Я смотрю на свою бедную руку, связанную не столько физически, сколько, прежде всего, магически. При всем своем желании у меня сейчас и мысли не возникает о том, что мой враг может быть чем-то ограничен. Должно быть, что-то изменилось.
– Вижу, до тебя начинает доходить. Знак твоего отца больше тебе не поможет. Я окончательно освободилась от этой надоедливой клятвы.
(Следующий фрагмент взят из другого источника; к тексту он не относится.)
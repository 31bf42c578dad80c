#![allow(dead_code)]

use std::{
    path::Path,
    sync::{Arc, Mutex},
    time::Duration,
};

use async_trait::async_trait;
use axum::{
    Router,
    body::Body,
    http::{Request, StatusCode, header},
};
use http_body_util::BodyExt;
use product_back::{
    AppError, AppState, Result,
    app,
    config::{CorsConfig, ServerConfig},
    database::ProductStore,
    models::{NewProduct, Product, ProductChanges},
    services::ImageUploader,
};
use serde_json::Value;
use tokio::sync::Barrier;
use tower::ServiceExt;
use uuid::Uuid;

#[derive(Default)]
pub struct MemoryStore {
    products: Mutex<Vec<Product>>,
    pub fail: bool,
}

impl MemoryStore {
    pub fn failing() -> Self {
        Self {
            fail: true,
            ..Default::default()
        }
    }

    pub fn len(&self) -> usize {
        self.products.lock().unwrap().len()
    }

    pub fn insert(&self, product: Product) {
        self.products.lock().unwrap().push(product);
    }

    fn check(&self) -> Result<()> {
        if self.fail {
            return Err(AppError::DatabaseError(sqlx::Error::Protocol(
                "connection refused".to_string(),
            )));
        }
        Ok(())
    }
}

fn parse_id(id: &str) -> Result<Uuid> {
    Uuid::parse_str(id).map_err(|e| {
        AppError::DatabaseError(sqlx::Error::Protocol(format!(
            "invalid input syntax for type uuid: {e}"
        )))
    })
}

/// In-memory stand-in for the `COALESCE` update in `product_queries`; the SQL
/// itself is only exercised against a live Postgres.
pub fn apply_changes(changes: &ProductChanges, product: &mut Product) {
    if let Some(name) = &changes.name {
        product.name = name.clone();
    }
    if let Some(price) = changes.price {
        product.price = price;
    }
    if let Some(category) = &changes.category {
        product.category = category.clone();
    }
    if let Some(sub_category) = &changes.sub_category {
        product.sub_category = Some(sub_category.clone());
    }
    if let Some(bestseller) = changes.bestseller {
        product.bestseller = bestseller;
    }
    if let Some(sizes) = &changes.sizes {
        product.sizes = sizes.clone();
    }
}

#[async_trait]
impl ProductStore for MemoryStore {
    async fn create(&self, product: NewProduct) -> Result<Product> {
        self.check()?;
        let product = Product {
            id: Uuid::new_v4(),
            name: product.name,
            description: product.description,
            price: product.price,
            category: product.category,
            sub_category: product.sub_category,
            sizes: product.sizes,
            bestseller: product.bestseller,
            image: product.image,
            date: product.date,
        };
        self.insert(product.clone());
        Ok(product)
    }

    async fn find_all(&self) -> Result<Vec<Product>> {
        self.check()?;
        Ok(self.products.lock().unwrap().clone())
    }

    async fn find_by_id(&self, id: &str) -> Result<Option<Product>> {
        self.check()?;
        let id = parse_id(id)?;
        Ok(self
            .products
            .lock()
            .unwrap()
            .iter()
            .find(|p| p.id == id)
            .cloned())
    }

    async fn update(&self, id: &str, changes: &ProductChanges) -> Result<Option<Product>> {
        self.check()?;
        let id = parse_id(id)?;
        let mut products = self.products.lock().unwrap();
        Ok(products.iter_mut().find(|p| p.id == id).map(|product| {
            apply_changes(changes, product);
            product.clone()
        }))
    }

    async fn delete_by_id(&self, id: &str) -> Result<bool> {
        self.check()?;
        let id = parse_id(id)?;
        let mut products = self.products.lock().unwrap();
        let before = products.len();
        products.retain(|p| p.id != id);
        Ok(products.len() < before)
    }

    async fn ping(&self) -> Result<()> {
        self.check()
    }
}

/// Returns `https://cdn.test/<file contents>`. The upload whose contents are
/// "first" is delayed so it finishes after the others. With `rendezvous` set,
/// every upload waits until that many uploads are in flight at once.
#[derive(Default)]
pub struct FakeUploader {
    pub calls: Mutex<Vec<String>>,
    pub fail: bool,
    pub rendezvous: Option<Arc<Barrier>>,
}

impl FakeUploader {
    pub fn failing() -> Self {
        Self {
            fail: true,
            ..Default::default()
        }
    }

    pub fn meeting(uploads: usize) -> Self {
        Self {
            rendezvous: Some(Arc::new(Barrier::new(uploads))),
            ..Default::default()
        }
    }

    pub fn call_count(&self) -> usize {
        self.calls.lock().unwrap().len()
    }
}

#[async_trait]
impl ImageUploader for FakeUploader {
    async fn upload(&self, path: &Path, content_type: &str) -> Result<String> {
        if self.fail {
            return Err(AppError::UploadError("bucket unavailable".to_string()));
        }

        if let Some(barrier) = &self.rendezvous {
            tokio::time::timeout(Duration::from_secs(2), barrier.wait())
                .await
                .map_err(|_| AppError::UploadError("uploads did not overlap".to_string()))?;
        }

        let contents = tokio::fs::read_to_string(path).await?;
        if contents == "first" {
            tokio::time::sleep(Duration::from_millis(50)).await;
        }

        self.calls
            .lock()
            .unwrap()
            .push(format!("{contents}:{content_type}"));

        Ok(format!("https://cdn.test/{contents}"))
    }
}

pub struct TestApp {
    pub router: Router,
    pub store: Arc<MemoryStore>,
    pub uploader: Arc<FakeUploader>,
}

impl TestApp {
    pub fn new() -> Self {
        Self::with(MemoryStore::default(), FakeUploader::default())
    }

    pub fn with(store: MemoryStore, uploader: FakeUploader) -> Self {
        let store = Arc::new(store);
        let uploader = Arc::new(uploader);
        let state = AppState::new(store.clone(), uploader.clone());
        let router = app::router(state, &ServerConfig::default(), &CorsConfig::default())
            .expect("router builds");

        Self {
            router,
            store,
            uploader,
        }
    }

    pub async fn send(&self, request: Request<Body>) -> (StatusCode, Value) {
        let response = self.router.clone().oneshot(request).await.unwrap();
        let status = response.status();
        let bytes = response.into_body().collect().await.unwrap().to_bytes();
        let body = if bytes.is_empty() {
            Value::Null
        } else {
            serde_json::from_slice(&bytes)
                .unwrap_or_else(|_| Value::String(String::from_utf8_lossy(&bytes).into_owned()))
        };
        (status, body)
    }
}

pub fn json_request(method: &str, uri: &str, body: &Value) -> Request<Body> {
    Request::builder()
        .method(method)
        .uri(uri)
        .header(header::CONTENT_TYPE, "application/json")
        .body(Body::from(body.to_string()))
        .unwrap()
}

pub fn empty_request(method: &str, uri: &str) -> Request<Body> {
    Request::builder()
        .method(method)
        .uri(uri)
        .body(Body::empty())
        .unwrap()
}

const BOUNDARY: &str = "product-test-boundary";

/// Builds a multipart request; `files` are `(slot, file name, contents)`.
pub fn multipart_request(fields: &[(&str, &str)], files: &[(&str, &str, &str)]) -> Request<Body> {
    let mut body = String::new();

    for (name, value) in fields {
        body.push_str(&format!(
            "--{BOUNDARY}\r\nContent-Disposition: form-data; name=\"{name}\"\r\n\r\n{value}\r\n"
        ));
    }

    for (slot, file_name, contents) in files {
        body.push_str(&format!(
            "--{BOUNDARY}\r\nContent-Disposition: form-data; name=\"{slot}\"; filename=\"{file_name}\"\r\nContent-Type: image/png\r\n\r\n{contents}\r\n"
        ));
    }

    body.push_str(&format!("--{BOUNDARY}--\r\n"));

    Request::builder()
        .method("POST")
        .uri("/api/product/add")
        .header(
            header::CONTENT_TYPE,
            format!("multipart/form-data; boundary={BOUNDARY}"),
        )
        .body(Body::from(body))
        .unwrap()
}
Улыбкой, сопровождающей ее слова, можно травмировать маленького ребенка на всю оставшуюся жизнь. Все дело в ее глазах: они больше не соответствуют остальной части лица, потому что веки странно сморщены, а глазные яблоки неестественно выпирают из глазниц. Но больше всего меня пугает зелень ее глаз, которая в прошлый раз напомнила мне прекрасный, но увядающий летний лес. Он стал болезненно-желтым. Я предчувствую недоброе.
Нечто похуже того, что происходит до сих пор.